Publié le 09/01/2025

Pour rapatrier un fugitif qui a franchi la frontière, il arrive qu’un État tente de contourner le circuit judiciaire, parfois avec succès, mais au détriment des droits fondamentaux de la personne concernée. On fait le point sur cette question avec Me Jean-Charles Teissedre. 

Ces mandats d’arrêt dont l’exécution échappe à la justice
Photo : ©AdobeStock/Lexiconimage

 

Les intrusions du ministère de l’intérieur dans l’exécution de certains mandats d’arrêt

Lorsqu’il s’agit pour le procureur de la République de tenter de ramener une peine privative de liberté à exécution, le plus souvent prononcée par défaut, la traque des fugitifs qui ont franchi les frontières permet au praticien d’observer un phénomène peu connu, révélateur de l’empiètement du ministère de l’Intérieur sur la sphère judiciaire.
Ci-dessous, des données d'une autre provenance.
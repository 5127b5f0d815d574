//! Message attachment encoding/decoding.
//!
//! Every query and reply carries a fixed-size metadata attachment, as
//! specified by the rmw_zenoh design. Servers echo the client's sequence
//! number and GID back so the client can match replies to requests.
//!
//! # Attachment Format (33 bytes)
//!
//! | Offset | Size | Content |
//! |--------|------|---------|
//! | 0 | 8 | Sequence number (i64 LE) |
//! | 8 | 8 | Timestamp in nanoseconds since UNIX epoch (i64 LE) |
//! | 16 | 1 | GID length (always 16) |
//! | 17 | 16 | Client/Server GID (16 bytes) |

use crate::error::{Error, Result};
use std::time::{SystemTime, UNIX_EPOCH};

/// Size of the attachment in bytes.
pub const ATTACHMENT_SIZE: usize = 33;

/// Size of the GID (Global Identifier).
pub const GID_SIZE: usize = 16;

/// Attachment data for requests and replies.
#[derive(Debug, Clone)]
pub struct Attachment {
    /// Sequence number of the request.
    pub sequence_number: i64,
    /// Timestamp in nanoseconds since UNIX epoch.
    pub timestamp_ns: i64,
    /// Global identifier of the originating client.
    pub gid: [u8; GID_SIZE],
}

impl Default for Attachment {
    fn default() -> Self {
        Self::new(0, [0; GID_SIZE])
    }
}

impl Attachment {
    /// Create a new attachment with the current timestamp.
    pub fn new(sequence_number: i64, gid: [u8; GID_SIZE]) -> Self {
        let timestamp_ns = SystemTime::now()
            .duration_since(UNIX_EPOCH)
            .map(|d| d.as_nanos() as i64)
            .unwrap_or(0);

        Self {
            sequence_number,
            timestamp_ns,
            gid,
        }
    }

    /// Encode the attachment to bytes.
    pub fn to_bytes(&self) -> [u8; ATTACHMENT_SIZE] {
        let mut bytes = [0u8; ATTACHMENT_SIZE];
        bytes[0..8].copy_from_slice(&self.sequence_number.to_le_bytes());
        bytes[8..16].copy_from_slice(&self.timestamp_ns.to_le_bytes());
        bytes[16] = GID_SIZE as u8;
        bytes[17..33].copy_from_slice(&self.gid);
        bytes
    }

    /// Decode an attachment from bytes.
    ///
    /// # Errors
    ///
    /// Returns [`Error::InvalidAttachment`] if the bytes are too short or
    /// the GID length byte is wrong.
    pub fn from_bytes(bytes: &[u8]) -> Result<Self> {
        if bytes.len() < ATTACHMENT_SIZE {
            return Err(Error::InvalidAttachment(format!(
                "attachment too short: expected {} bytes, got {}",
                ATTACHMENT_SIZE,
                bytes.len()
            )));
        }

        let sequence_number = i64::from_le_bytes(
            bytes[0..8]
                .try_into()
                .map_err(|_| Error::InvalidAttachment("invalid sequence number".into()))?,
        );
        let timestamp_ns = i64::from_le_bytes(
            bytes[8..16]
                .try_into()
                .map_err(|_| Error::InvalidAttachment("invalid timestamp".into()))?,
        );
        let gid_len = bytes[16] as usize;

        if gid_len != GID_SIZE {
            return Err(Error::InvalidAttachment(format!(
                "invalid GID length: expected {}, got {}",
                GID_SIZE, gid_len
            )));
        }

        let mut gid = [0u8; GID_SIZE];
        gid.copy_from_slice(&bytes[17..33]);

        Ok(Self {
            sequence_number,
            timestamp_ns,
            gid,
        })
    }
}

/// Generate a random GID using UUID v4.
pub fn generate_gid() -> [u8; GID_SIZE] {
    *uuid::Uuid::new_v4().as_bytes()
}
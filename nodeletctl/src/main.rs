//! Command-line client for a nodelet manager.
//!
//! `nodeletctl load <NAME> <TYPE> <MANAGER>` asks the manager to
//! instantiate a nodelet; `nodeletctl unload <NAME> <MANAGER>` tears one
//! down. Remappings and parameters are passed with standard `--ros-args`
//! sections and forwarded to the nodelet on load. The exit code reports
//! the manager's verdict.

use clap::Parser;
use nodelet_args::RosArgs;
use nodelet_zenoh::{Context, NodeletManagerClient, logger::init_ros_logging};
use std::process::ExitCode;
use std::time::Duration;
use tracing::error;

mod cli;

use cli::{Cli, Command};

/// Pick a node name that will not collide with other invocations.
fn anonymous_node_name() -> String {
    let id = uuid::Uuid::new_v4().simple().to_string();
    format!("nodeletctl_{}", &id[..8])
}

#[tokio::main]
async fn main() -> ExitCode {
    let argv: Vec<String> = std::env::args().collect();

    // Split off --ros-args sections before clap parses the rest
    let (ros_args, user_args) = match nodelet_args::parse_args(&argv) {
        Ok(parsed) => parsed,
        Err(e) => {
            eprintln!("error: {e}");
            return ExitCode::FAILURE;
        }
    };

    let default_level = ros_args
        .log_levels
        .iter()
        .find(|assignment| assignment.logger_name.is_none())
        .map(|assignment| assignment.level);
    init_ros_logging(default_level);

    let cli = Cli::parse_from(&user_args);

    match run(cli, ros_args).await {
        Ok(true) => ExitCode::SUCCESS,
        Ok(false) => ExitCode::FAILURE,
        Err(e) => {
            error!("{e}");
            ExitCode::FAILURE
        }
    }
}

async fn run(cli: Cli, ros_args: RosArgs) -> nodelet_zenoh::Result<bool> {
    let ctx = Context::with_args(ros_args)?;
    let node = ctx.create_node(&anonymous_node_name(), None)?;
    let timeout = Duration::from_secs_f64(cli.timeout);

    match cli.command {
        Command::Load {
            name,
            type_name,
            manager,
        } => {
            let client = NodeletManagerClient::new(node, &manager, timeout)?;
            client.load_nodelet(&name, &type_name).await
        }
        Command::Unload { name, manager } => {
            let client = NodeletManagerClient::new(node, &manager, timeout)?;
            client.unload_nodelet(&name).await
        }
    }
}
//! Command-line interface definition.
//!
//! `--ros-args ... [--]` sections are stripped from `argv` before clap
//! sees it, so the grammar here only covers the tool's own arguments.

use clap::{Parser, Subcommand};

#[derive(Parser, Debug)]
#[command(name = "nodeletctl")]
#[command(about = "Load and unload nodelets on a running nodelet manager")]
#[command(version)]
pub struct Cli {
    #[command(subcommand)]
    pub command: Command,

    /// Seconds to wait for the manager's services and for each reply.
    #[arg(long, global = true, default_value_t = 10.0, value_name = "SECS")]
    pub timeout: f64,
}

#[derive(Subcommand, Debug)]
pub enum Command {
    /// Load a nodelet into a running manager.
    Load {
        /// Fully qualified name the nodelet will run under.
        name: String,

        /// Plugin type to instantiate, e.g. "pkg/Class".
        #[arg(value_name = "TYPE")]
        type_name: String,

        /// Manager node offering the load_nodelet service.
        manager: String,
    },

    /// Unload a nodelet from a running manager.
    Unload {
        /// Fully qualified name of the nodelet to tear down.
        name: String,

        /// Manager node offering the unload_nodelet service.
        manager: String,
    },
}

#[cfg(test)]
mod tests {
    use super::*;

    #[test]
    fn test_parse_load() {
        let cli = Cli::try_parse_from([
            "nodeletctl",
            "load",
            "/my_nodelet",
            "image_proc/rectify",
            "/nodelet_manager",
        ])
        .unwrap();

        match cli.command {
            Command::Load {
                name,
                type_name,
                manager,
            } => {
                assert_eq!(name, "/my_nodelet");
                assert_eq!(type_name, "image_proc/rectify");
                assert_eq!(manager, "/nodelet_manager");
            }
            other => panic!("unexpected command: {other:?}"),
        }
        assert_eq!(cli.timeout, 10.0);
    }

    #[test]
    fn test_parse_unload_with_timeout() {
        let cli = Cli::try_parse_from([
            "nodeletctl",
            "unload",
            "/my_nodelet",
            "/nodelet_manager",
            "--timeout",
            "2.5",
        ])
        .unwrap();

        match cli.command {
            Command::Unload { name, manager } => {
                assert_eq!(name, "/my_nodelet");
                assert_eq!(manager, "/nodelet_manager");
            }
            other => panic!("unexpected command: {other:?}"),
        }
        assert_eq!(cli.timeout, 2.5);
    }

    #[test]
    fn test_load_requires_all_positionals() {
        assert!(Cli::try_parse_from(["nodeletctl", "load", "/my_nodelet"]).is_err());
    }

    #[test]
    fn test_unknown_subcommand_is_rejected() {
        assert!(Cli::try_parse_from(["nodeletctl", "reload", "/x", "/m"]).is_err());
    }
}
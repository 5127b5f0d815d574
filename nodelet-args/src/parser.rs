//! Extraction and parsing of `--ros-args` sections.

use std::path::PathBuf;
use yaml_rust2::YamlLoader;

use crate::{
    errors::{ArgsError, ArgsResult},
    types::{LogLevel, LogLevelAssignment, ParamAssignment, RemapRule, RosArgs},
};

/// Parse middleware arguments out of a full command line.
///
/// All `--ros-args` sections are extracted and merged; everything else is
/// returned as user arguments in order. A section ends at `--` or at the
/// next `--ros-args`.
///
/// # Errors
///
/// Returns an error if any argument inside a `--ros-args` section is
/// malformed or missing its value.
pub fn parse_args(args: &[String]) -> ArgsResult<(RosArgs, Vec<String>)> {
    let mut ros_args = RosArgs::new();
    let mut user_args = Vec::new();
    let mut i = 0;

    while i < args.len() {
        if args[i] == "--ros-args" {
            let (section_args, next_idx) = extract_section(args, i + 1);
            let section_parsed = parse_section(&section_args)?;
            ros_args.merge(section_parsed);
            i = next_idx;
        } else {
            user_args.push(args[i].clone());
            i += 1;
        }
    }

    Ok((ros_args, user_args))
}

/// Extract one `--ros-args` section; returns the section arguments and the
/// index of the next argument to process.
fn extract_section(args: &[String], start_idx: usize) -> (Vec<String>, usize) {
    let mut section_args = Vec::new();
    let mut i = start_idx;

    while i < args.len() {
        if args[i] == "--" {
            return (section_args, i + 1);
        }
        if args[i] == "--ros-args" {
            return (section_args, i);
        }
        section_args.push(args[i].clone());
        i += 1;
    }

    (section_args, i)
}

fn parse_section(args: &[String]) -> ArgsResult<RosArgs> {
    let mut ros_args = RosArgs::new();
    let mut i = 0;

    while i < args.len() {
        match args[i].as_str() {
            "--remap" | "-r" => {
                i += 1;
                if i >= args.len() {
                    return Err(ArgsError::MissingArgumentValue("--remap".to_string()));
                }
                ros_args.remap_rules.push(parse_remap_rule(&args[i])?);
            }
            "--param" | "-p" => {
                i += 1;
                if i >= args.len() {
                    return Err(ArgsError::MissingArgumentValue("--param".to_string()));
                }
                ros_args
                    .param_assignments
                    .push(parse_param_assignment(&args[i])?);
            }
            "--params-file" => {
                i += 1;
                if i >= args.len() {
                    return Err(ArgsError::MissingArgumentValue("--params-file".to_string()));
                }
                ros_args.param_files.push(PathBuf::from(&args[i]));
            }
            "--log-level" => {
                i += 1;
                if i >= args.len() {
                    return Err(ArgsError::MissingArgumentValue("--log-level".to_string()));
                }
                ros_args.log_levels.push(parse_log_level(&args[i])?);
            }
            arg => {
                return Err(ArgsError::UnexpectedArgument(arg.to_string()));
            }
        }
        i += 1;
    }

    Ok(ros_args)
}

/// Parse a remapping rule: `from:=to` or `node:from:=to`.
fn parse_remap_rule(s: &str) -> ArgsResult<RemapRule> {
    let Some((lhs, to)) = s.split_once(":=") else {
        return Err(ArgsError::InvalidRemapRule(s.to_string()));
    };
    if to.contains(":=") {
        return Err(ArgsError::InvalidRemapRule(s.to_string()));
    }

    let lhs_parts: Vec<&str> = lhs.split(':').collect();
    match lhs_parts.as_slice() {
        [from] => Ok(RemapRule::new_global(from.to_string(), to.to_string())),
        [node, from] => Ok(RemapRule::new_node_specific(
            node.to_string(),
            from.to_string(),
            to.to_string(),
        )),
        _ => Err(ArgsError::InvalidRemapRule(s.to_string())),
    }
}

/// Parse a parameter assignment: `name:=value` or `node:name:=value`.
/// The value is parsed as YAML to preserve type information.
fn parse_param_assignment(s: &str) -> ArgsResult<ParamAssignment> {
    let Some((lhs, value)) = s.split_once(":=") else {
        return Err(ArgsError::InvalidParamAssignment(s.to_string()));
    };

    let yaml_value = YamlLoader::load_from_str(value)
        .map_err(|e| ArgsError::InvalidYamlValue(value.to_string(), format!("YAML parse error: {e}")))?
        .into_iter()
        .next()
        .ok_or_else(|| {
            ArgsError::InvalidYamlValue(value.to_string(), "Empty YAML value".to_string())
        })?;

    let lhs_parts: Vec<&str> = lhs.split(':').collect();
    match lhs_parts.as_slice() {
        [name] => Ok(ParamAssignment::new_global(name.to_string(), yaml_value)),
        [node, name] => Ok(ParamAssignment::new_node_specific(
            node.to_string(),
            name.to_string(),
            yaml_value,
        )),
        _ => Err(ArgsError::InvalidParamAssignment(s.to_string())),
    }
}

/// Parse a log level assignment: `LEVEL` or `logger:=LEVEL`.
fn parse_log_level(s: &str) -> ArgsResult<LogLevelAssignment> {
    if let Some((logger, level_str)) = s.split_once(":=") {
        let level = level_str
            .parse::<LogLevel>()
            .map_err(|_| ArgsError::InvalidLogLevel(level_str.to_string()))?;
        Ok(LogLevelAssignment::new_logger_specific(
            logger.to_string(),
            level,
        ))
    } else {
        let level = s
            .parse::<LogLevel>()
            .map_err(|_| ArgsError::InvalidLogLevel(s.to_string()))?;
        Ok(LogLevelAssignment::new_global(level))
    }
}
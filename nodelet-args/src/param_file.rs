//! Parser for parameter YAML files.

use std::fs;
use std::path::Path;

use yaml_rust2::{Yaml, YamlLoader};

use crate::{
    errors::{ArgsError, ArgsResult},
    types::ParamAssignment,
};

/// Parse a parameter YAML file.
///
/// The expected structure maps node names to a `ros__parameters` mapping:
///
/// ```yaml
/// loader:
///   ros__parameters:
///     queue_size: 10
///     frame_id: "base_link"
/// ```
///
/// # Errors
///
/// Returns an error if the file doesn't exist, cannot be parsed as YAML,
/// or the structure is invalid.
pub fn parse_param_file<P: AsRef<Path>>(path: P) -> ArgsResult<Vec<ParamAssignment>> {
    let path_ref = path.as_ref();

    let content = fs::read_to_string(path_ref)
        .map_err(|_| ArgsError::ParamFileNotFound(path_ref.to_path_buf()))?;

    let docs = YamlLoader::load_from_str(&content)
        .map_err(|e| ArgsError::ParamFileParseError(path_ref.to_path_buf(), e.to_string()))?;

    if docs.is_empty() {
        return Ok(Vec::new());
    }

    parse_yaml_params(&docs[0])
}

fn parse_yaml_params(doc: &Yaml) -> ArgsResult<Vec<ParamAssignment>> {
    let mut params = Vec::new();

    let root_hash = doc.as_hash().ok_or_else(|| {
        ArgsError::InvalidParamFileStructure("Root element must be a mapping".to_string())
    })?;

    for (node_key, node_value) in root_hash {
        let node_name = node_key.as_str().ok_or_else(|| {
            ArgsError::InvalidParamFileStructure("Node name must be a string".to_string())
        })?;

        let node_hash = node_value.as_hash().ok_or_else(|| {
            ArgsError::InvalidParamFileStructure(format!("Node '{node_name}' must be a mapping"))
        })?;

        let ros_params_key = Yaml::String("ros__parameters".to_string());
        let params_value = node_hash.get(&ros_params_key).ok_or_else(|| {
            ArgsError::InvalidParamFileStructure(format!(
                "Node '{node_name}' must have a 'ros__parameters' section"
            ))
        })?;

        let params_hash = params_value.as_hash().ok_or_else(|| {
            ArgsError::InvalidParamFileStructure(format!(
                "ros__parameters in node '{node_name}' must be a mapping"
            ))
        })?;

        for (param_key, param_value) in params_hash {
            let param_name = param_key.as_str().ok_or_else(|| {
                ArgsError::InvalidParamFileStructure("Parameter name must be a string".to_string())
            })?;

            params.push(ParamAssignment {
                node_name: Some(node_name.to_string()),
                name: param_name.to_string(),
                value: param_value.clone(),
            });
        }
    }

    Ok(params)
}

#[cfg(test)]
mod tests {
    use super::*;
    use std::io::Write;
    use tempfile::NamedTempFile;

    #[test]
    fn test_parse_simple_param_file() {
        let yaml_content = r#"
loader:
  ros__parameters:
    use_sim_time: true
    max_rate: 10.5
    frame_id: "base_link"
"#;

        let mut temp_file = NamedTempFile::new().unwrap();
        temp_file.write_all(yaml_content.as_bytes()).unwrap();
        temp_file.flush().unwrap();

        let params = parse_param_file(temp_file.path()).unwrap();

        assert_eq!(params.len(), 3);
        assert_eq!(params[0].node_name, Some("loader".to_string()));
        assert_eq!(params[0].name, "use_sim_time");
        assert_eq!(params[0].as_bool(), Some(true));

        let max_rate = params.iter().find(|p| p.name == "max_rate").unwrap();
        assert_eq!(max_rate.as_f64(), Some(10.5));

        let frame_id = params.iter().find(|p| p.name == "frame_id").unwrap();
        assert_eq!(frame_id.as_str(), Some("base_link"));
    }

    #[test]
    fn test_parse_multiple_nodes() {
        let yaml_content = r"
node1:
  ros__parameters:
    param1: value1
node2:
  ros__parameters:
    param2: value2
";

        let mut temp_file = NamedTempFile::new().unwrap();
        temp_file.write_all(yaml_content.as_bytes()).unwrap();
        temp_file.flush().unwrap();

        let params = parse_param_file(temp_file.path()).unwrap();
        assert_eq!(params.len(), 2);
    }

    #[test]
    fn test_missing_ros_parameters_section() {
        let yaml_content = r"
some_node:
  wrong_key:
    param1: value1
";

        let mut temp_file = NamedTempFile::new().unwrap();
        temp_file.write_all(yaml_content.as_bytes()).unwrap();
        temp_file.flush().unwrap();

        assert!(parse_param_file(temp_file.path()).is_err());
    }

    #[test]
    fn test_missing_file() {
        assert!(matches!(
            parse_param_file("/nonexistent/params.yaml"),
            Err(ArgsError::ParamFileNotFound(_))
        ));
    }
}
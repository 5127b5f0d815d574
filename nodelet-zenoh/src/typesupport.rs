//! Type support traits and CDR encoding.
//!
//! Messages cross the wire as plain CDR v1 with a 4-byte encapsulation
//! header, matching the payloads produced by `rmw_zenoh_cpp`.
//!
//! # Wire Format
//!
//! ```text
//! +------------------+----------------------+
//! | Header (4 bytes) | CDR payload (N bytes)|
//! +------------------+----------------------+
//! ```
//!
//! Header bytes 0-1 are the representation identifier (`0x00 0x01` for
//! CDR little endian), bytes 2-3 are reserved options (`0x00 0x00`).

use crate::error::{Error, Result};
use serde::{Serialize, de::DeserializeOwned};

/// Size of the CDR encapsulation header in bytes.
pub const ENCAPSULATION_HEADER_SIZE: usize = 4;

/// CDR little endian encapsulation header.
pub const CDR_LE_HEADER: [u8; ENCAPSULATION_HEADER_SIZE] = [0x00, 0x01, 0x00, 0x00];

/// CDR big endian encapsulation header.
pub const CDR_BE_HEADER: [u8; ENCAPSULATION_HEADER_SIZE] = [0x00, 0x00, 0x00, 0x00];

/// Serialize a message to CDR little endian bytes with an encapsulation header.
///
/// # Errors
///
/// Returns [`Error::Cdr`] if serialization fails.
pub fn cdr_serialize<T: Serialize>(value: &T) -> Result<Vec<u8>> {
    let payload = cdr_encoding::to_vec::<T, byteorder::LittleEndian>(value)
        .map_err(|e| Error::Cdr(e.to_string()))?;
    let mut bytes = CDR_LE_HEADER.to_vec();
    bytes.extend(payload);
    Ok(bytes)
}

/// Deserialize a message from CDR bytes, honoring the encapsulation header.
///
/// Both little and big endian plain CDR v1 payloads are accepted.
///
/// # Errors
///
/// Returns [`Error::Cdr`] if the header is missing, the encoding is not
/// plain CDR v1, or deserialization fails.
pub fn cdr_deserialize<T: DeserializeOwned>(bytes: &[u8]) -> Result<T> {
    if bytes.len() < ENCAPSULATION_HEADER_SIZE {
        return Err(Error::Cdr(format!(
            "CDR encapsulation header requires {} bytes, got {}",
            ENCAPSULATION_HEADER_SIZE,
            bytes.len()
        )));
    }
    let payload = &bytes[ENCAPSULATION_HEADER_SIZE..];
    match [bytes[0], bytes[1]] {
        [0x00, 0x01] => {
            let (value, _) = cdr_encoding::from_bytes::<T, byteorder::LittleEndian>(payload)
                .map_err(|e| Error::Cdr(e.to_string()))?;
            Ok(value)
        }
        [0x00, 0x00] => {
            let (value, _) = cdr_encoding::from_bytes::<T, byteorder::BigEndian>(payload)
                .map_err(|e| Error::Cdr(e.to_string()))?;
            Ok(value)
        }
        id => Err(Error::Cdr(format!(
            "unsupported CDR representation identifier: {:#04x} {:#04x}",
            id[0], id[1]
        ))),
    }
}

/// Trait for message types that can cross the Zenoh transport.
///
/// Provides CDR serialization plus the DDS type name and RIHS01 type hash
/// used in key expressions.
pub trait TypeSupport: 'static + Send + Sync {
    /// Serialize this message to CDR-encoded bytes.
    ///
    /// # Errors
    ///
    /// Returns [`Error::Cdr`] if serialization fails.
    fn to_bytes(&self) -> Result<Vec<u8>>;

    /// Deserialize a message from CDR-encoded bytes.
    ///
    /// # Errors
    ///
    /// Returns [`Error::Cdr`] if deserialization fails.
    fn from_bytes(bytes: &[u8]) -> Result<Self>
    where
        Self: Sized;

    /// Returns the type name in DDS format.
    ///
    /// Example: `"nodelet_interfaces::srv::dds_::NodeletLoad_Request_"`
    fn type_name() -> &'static str;

    /// Returns the RIHS01 type hash for this message type.
    ///
    /// The format is `RIHS01_<64_character_hex_sha256>`.
    fn type_hash() -> &'static str;
}

/// Trait for service types: a request and response message pair.
pub trait ServiceMsg: 'static + Send + Sync {
    /// The request message type.
    type Request: TypeSupport;

    /// The response message type.
    type Response: TypeSupport;

    /// Returns the service type name in DDS format.
    ///
    /// Example: `"nodelet_interfaces::srv::dds_::NodeletLoad_"`
    fn type_name() -> &'static str;

    /// Returns the RIHS01 type hash for the service type.
    fn type_hash() -> &'static str;
}

#[cfg(test)]
mod tests {
    use super::*;
    use serde::Deserialize;

    #[derive(Debug, PartialEq, Serialize, Deserialize)]
    struct Sample {
        count: i32,
        label: String,
    }

    #[test]
    fn test_cdr_roundtrip() {
        let msg = Sample {
            count: 7,
            label: "manager".to_string(),
        };
        let bytes = cdr_serialize(&msg).unwrap();
        assert_eq!(&bytes[..4], &CDR_LE_HEADER);
        let decoded: Sample = cdr_deserialize(&bytes).unwrap();
        assert_eq!(decoded, msg);
    }

    #[test]
    fn test_cdr_deserialize_too_short() {
        let result = cdr_deserialize::<Sample>(&[0x00, 0x01]);
        assert!(matches!(result, Err(Error::Cdr(_))));
    }

    #[test]
    fn test_cdr_deserialize_unsupported_encoding() {
        // PL_CDR_LE is not plain CDR v1
        let bytes = [0x00, 0x03, 0x00, 0x00, 0x00];
        let result = cdr_deserialize::<Sample>(&bytes);
        assert!(matches!(result, Err(Error::Cdr(_))));
    }
}
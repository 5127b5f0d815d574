//! Parser for ROS-style command-line arguments.
//!
//! A nodelet client is launched with a mix of tool-specific arguments and
//! middleware arguments. The middleware arguments live in `--ros-args`
//! sections and carry the rules the client forwards to the manager:
//!
//! - **Name remapping**: `-r` / `--remap` rules of the form `from:=to` or
//!   `node:from:=to`
//! - **Parameter assignment**: `-p` / `--param` assignments of the form
//!   `name:=value` (values parsed as YAML to preserve types)
//! - **Parameter files**: `--params-file <path>` YAML files
//! - **Log levels**: `--log-level LEVEL` or `--log-level logger:=LEVEL`
//!
//! # Example
//!
//! ```
//! use nodelet_args::parse_args;
//!
//! let args = vec![
//!     "nodeletctl".to_string(),
//!     "--ros-args".to_string(),
//!     "-r".to_string(),
//!     "points_in:=/camera/points".to_string(),
//!     "-p".to_string(),
//!     "queue_size:=10".to_string(),
//! ];
//!
//! let (ros_args, user_args) = parse_args(&args)?;
//! assert_eq!(ros_args.remap_rules.len(), 1);
//! assert_eq!(ros_args.param_assignments.len(), 1);
//! assert_eq!(user_args, vec!["nodeletctl"]);
//! # Ok::<(), nodelet_args::ArgsError>(())
//! ```

#![deny(unsafe_code)]
#![warn(missing_docs, rust_2018_idioms)]

mod errors;
pub mod names;
mod param_file;
mod parser;
mod types;

pub use errors::{ArgsError, ArgsResult};
pub use names::{
    NameKind, build_node_fqn, expand_topic_name, is_absolute_name, is_private_name,
    is_relative_name, validate_namespace, validate_node_name, validate_topic_name,
};
pub use param_file::parse_param_file;
pub use parser::parse_args;
pub use types::{LogLevel, LogLevelAssignment, ParamAssignment, RemapRule, RosArgs};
Si, en matière judiciaire, une collaboration, toujours sous le contrôle d’un magistrat, est possible entre différents services, y compris avec des services de renseignement, en France mais aussi à l’étranger, encore faut-il que les opérations réalisées soient fidèlement retranscrites lorsque le dossier pénal est transmis à la juridiction pénale pour jugement. En effet, chaque diligence accomplie est susceptible d’avoir une incidence exploitable tant sur la forme que sur le fond.

Or, dans certains dossiers, ceux qui concernent la plupart du temps des cavales au long cours, les procès-verbaux relatifs aux investigations menées avant l’arrestation du fugitif ne sont pas versés au dossier pénal. Comme si ces enquêtes, pourtant réalisées dans un cadre purement judiciaire, n’avaient jamais existé. Comme si l’article 74-2 du code procédure pénale, pourtant consacré à la recherche des personnes en fuite, n’existait pas. Article 74-2[1] auquel la loi n°2023-22 du 24 janvier 2023 d’orientation et de programmation du ministère de l’intérieur (LOPMI) a ajouté un sixième alinéa qui renvoie aux techniques spéciales d’investigations applicables en matière de criminalité organisée.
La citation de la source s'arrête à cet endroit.